There is also the inkling of a plan to add some sort of menu-bar structure, for systems like OSX which render
that as something outside the window canvas.

I also do not plan to differentiate between a "pixel" and a "point". They're pixels, I will deal with the
smallest possible integer pixel the screen will give me. Scaling content "nicely" is outsite the scope of this project.

## Why?

GUI Libraries suck. They have considerable overhead,
require significant tooling to cross-compile, and force developers to
use a paradigm which may not suit their use case.

This library will be a "half-gui" toolkit. It aims to give a cross-platform
ability to open a window, paint pixels, and execute simple event callbacks.

Widgets, scaling, any "model view controller" nonsense is completely outside the scope of this project.

There is of course no reason not to implement widgets on top of this, but I plan to keep
the entire effort simple and composable.

## Status

Linux (x11) and windows can open and close a native window.

## Plans

Still gotta get around to painting pixels and calling callbacks.

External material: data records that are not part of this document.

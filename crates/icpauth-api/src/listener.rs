//! TLS accept loop
//!
//! Accepts TCP connections, runs the rustls handshake, captures the client
//! certificate chain and hands the stream to hyper. Every request served on a
//! connection carries a [`ClientConnection`] extension describing it.
//!
//! ```text
//!   TcpListener (SO_REUSEPORT)
//!        │  accept, connection limit
//!        ▼
//!   TLS handshake ── peer_certificates() ──► ClientConnection
//!        │
//!        ▼
//!   hyper-util auto (HTTP/1.1 + h2) ──► axum Router
//! ```

use crate::types::ClientConnection;
use anyhow::{Context, Result};
use axum::Router;
use hyper::body::Incoming;
use hyper_util::rt::{TokioExecutor, TokioIo};
use hyper_util::server::conn::auto;
use serde::Serialize;
use std::future::Future;
use std::net::SocketAddr;
use std::sync::atomic::{AtomicU64, Ordering};
use std::sync::Arc;
use std::time::{Duration, Instant};
use tokio::io::{AsyncRead, AsyncWrite};
use tokio::net::{TcpListener, TcpStream};
use tokio_rustls::TlsAcceptor;
use tower::Service;
use tracing::{debug, error, info, warn};

/// Handshakes that take longer are dropped.
const HANDSHAKE_TIMEOUT: Duration = Duration::from_secs(10);

/// Listener statistics
#[derive(Debug, Clone, Serialize)]
pub struct ListenerStats {
    /// Total connections accepted
    pub total_accepted: u64,
    /// Total connections rejected (due to limits)
    pub total_rejected: u64,
    /// Handshakes that failed or timed out
    pub total_handshake_failures: u64,
    /// Current active connections
    pub active_connections: usize,
}

#[derive(Debug, Default)]
struct ListenerState {
    accepted: AtomicU64,
    rejected: AtomicU64,
    handshake_failures: AtomicU64,
    active: AtomicU64,
}

impl ListenerState {
    fn stats(&self) -> ListenerStats {
        ListenerStats {
            total_accepted: self.accepted.load(Ordering::Relaxed),
            total_rejected: self.rejected.load(Ordering::Relaxed),
            total_handshake_failures: self.handshake_failures.load(Ordering::Relaxed),
            active_connections: self.active.load(Ordering::Relaxed) as usize,
        }
    }
}

/// Decrements the active counter when a connection task ends.
struct ActiveGuard(Arc<ListenerState>);

impl Drop for ActiveGuard {
    fn drop(&mut self) {
        self.0.active.fetch_sub(1, Ordering::Relaxed);
    }
}

/// A bound listener, TLS or plain.
pub struct HttpsListener {
    listener: TcpListener,
    acceptor: Option<TlsAcceptor>,
    max_connections: usize,
    drain_timeout: Duration,
    state: Arc<ListenerState>,
}

impl HttpsListener {
    /// Binds `bind_addr`. Without an acceptor connections are served as plain
    /// HTTP and never carry a certificate chain.
    pub async fn bind(
        bind_addr: SocketAddr,
        acceptor: Option<TlsAcceptor>,
        max_connections: usize,
    ) -> Result<Self> {
        let listener = TcpListener::bind(bind_addr)
            .await
            .with_context(|| format!("Failed to bind {}", bind_addr))?;

        // Enable SO_REUSEPORT for running several instances on one port
        #[cfg(unix)]
        {
            use std::os::unix::io::AsRawFd;
            let fd = listener.as_raw_fd();
            let optval: libc::c_int = 1;
            // SAFETY: fd is a valid socket owned by `listener` for this call
            let rc = unsafe {
                libc::setsockopt(
                    fd,
                    libc::SOL_SOCKET,
                    libc::SO_REUSEPORT,
                    &optval as *const _ as *const libc::c_void,
                    std::mem::size_of_val(&optval) as libc::socklen_t,
                )
            };
            if rc != 0 {
                warn!(error = %std::io::Error::last_os_error(), "Failed to set SO_REUSEPORT");
            }
        }

        info!(
            bind_addr = %listener.local_addr()?,
            tls = acceptor.is_some(),
            max_connections,
            "Listener bound"
        );

        Ok(Self {
            listener,
            acceptor,
            max_connections,
            drain_timeout: Duration::from_secs(30),
            state: Arc::new(ListenerState::default()),
        })
    }

    /// How long [`HttpsListener::serve`] waits for open connections after
    /// shutdown is signalled.
    pub fn with_drain_timeout(mut self, timeout: Duration) -> Self {
        self.drain_timeout = timeout;
        self
    }

    pub fn local_addr(&self) -> Result<SocketAddr> {
        Ok(self.listener.local_addr()?)
    }

    pub fn stats(&self) -> ListenerStats {
        self.state.stats()
    }

    /// Serves `router` until `shutdown` resolves, then waits up to the drain
    /// timeout for open connections to finish.
    pub async fn serve<F>(self, router: Router, shutdown: F) -> Result<ListenerStats>
    where
        F: Future<Output = ()> + Send,
    {
        let server_port = self.local_addr()?.port();
        let mut shutdown = std::pin::pin!(shutdown);

        info!(port = server_port, "Accept loop started");

        loop {
            let (stream, remote_addr) = tokio::select! {
                _ = &mut shutdown => {
                    info!("Shutdown signal received, no longer accepting connections");
                    break;
                }
                accepted = self.listener.accept() => match accepted {
                    Ok(pair) => pair,
                    Err(e) => {
                        error!(error = %e, "Failed to accept connection");
                        continue;
                    }
                },
            };

            let current_active = self.state.active.load(Ordering::Relaxed) as usize;
            if current_active >= self.max_connections {
                warn!(
                    remote_addr = %remote_addr,
                    current = current_active,
                    max = self.max_connections,
                    "Connection limit reached, rejecting"
                );
                self.state.rejected.fetch_add(1, Ordering::Relaxed);
                drop(stream);
                continue;
            }

            self.state.accepted.fetch_add(1, Ordering::Relaxed);
            self.state.active.fetch_add(1, Ordering::Relaxed);
            let guard = ActiveGuard(Arc::clone(&self.state));

            debug!(remote_addr = %remote_addr, active = current_active + 1, "Accepted connection");

            let acceptor = self.acceptor.clone();
            let state = Arc::clone(&self.state);
            let router = router.clone();

            tokio::spawn(async move {
                let _guard = guard;
                handle_connection(stream, remote_addr, server_port, acceptor, router, state).await;
            });
        }

        let deadline = Instant::now() + self.drain_timeout;
        while self.state.active.load(Ordering::Relaxed) > 0 && Instant::now() < deadline {
            tokio::time::sleep(Duration::from_millis(50)).await;
        }

        let stats = self.state.stats();
        if stats.active_connections > 0 {
            warn!(remaining = stats.active_connections, "Drain timeout elapsed with open connections");
        }
        info!(
            accepted = stats.total_accepted,
            rejected = stats.total_rejected,
            "Listener stopped"
        );
        Ok(stats)
    }
}

async fn handle_connection(
    stream: TcpStream,
    remote_addr: SocketAddr,
    server_port: u16,
    acceptor: Option<TlsAcceptor>,
    router: Router,
    state: Arc<ListenerState>,
) {
    let Some(acceptor) = acceptor else {
        let connection = ClientConnection::new(Vec::new(), remote_addr, server_port, false);
        serve_http(stream, connection, router).await;
        return;
    };

    let tls_stream = match tokio::time::timeout(HANDSHAKE_TIMEOUT, acceptor.accept(stream)).await {
        Ok(Ok(tls_stream)) => tls_stream,
        Ok(Err(e)) => {
            state.handshake_failures.fetch_add(1, Ordering::Relaxed);
            warn!(remote_addr = %remote_addr, error = %e, "TLS handshake failed");
            return;
        }
        Err(_) => {
            state.handshake_failures.fetch_add(1, Ordering::Relaxed);
            warn!(remote_addr = %remote_addr, "TLS handshake timed out");
            return;
        }
    };

    let peer_chain: Vec<Vec<u8>> = tls_stream
        .get_ref()
        .1
        .peer_certificates()
        .map(|certs| certs.iter().map(|cert| cert.as_ref().to_vec()).collect())
        .unwrap_or_default();

    debug!(
        remote_addr = %remote_addr,
        certificates = peer_chain.len(),
        "TLS handshake complete"
    );

    let connection = ClientConnection::new(peer_chain, remote_addr, server_port, true);
    serve_http(tls_stream, connection, router).await;
}

async fn serve_http<I>(io: I, connection: ClientConnection, router: Router)
where
    I: AsyncRead + AsyncWrite + Unpin + Send + 'static,
{
    let remote_addr = connection.remote_addr;
    let service = hyper::service::service_fn(move |mut request: hyper::Request<Incoming>| {
        request.extensions_mut().insert(connection.clone());
        router.clone().call(request)
    });

    if let Err(e) = auto::Builder::new(TokioExecutor::new())
        .serve_connection(TokioIo::new(io), service)
        .await
    {
        debug!(remote_addr = %remote_addr, error = %e, "Connection closed with error");
    }

    debug!(remote_addr = %remote_addr, "Connection closed");
}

Use `#[no_mangle]` to provide C-compatible bindings. While written in rust, this library
should be usable by C, C++, and any other language (Python?) that wants easy window creation.

OSX support.

Web support.
This will be a flag on the binary that spawns an HTTP server and makes the window ::display() function block until a client connects,
then serves them an HTML/JS shell which will paint pixels to a `<canvas>` element and push events and updates over a websocket.

## Anti-plans

Support for Wayland. It's tempting, but I haven't seen anything I'd call a "stable" implementation.

Mobile devices (anything you can't get a native terminal on).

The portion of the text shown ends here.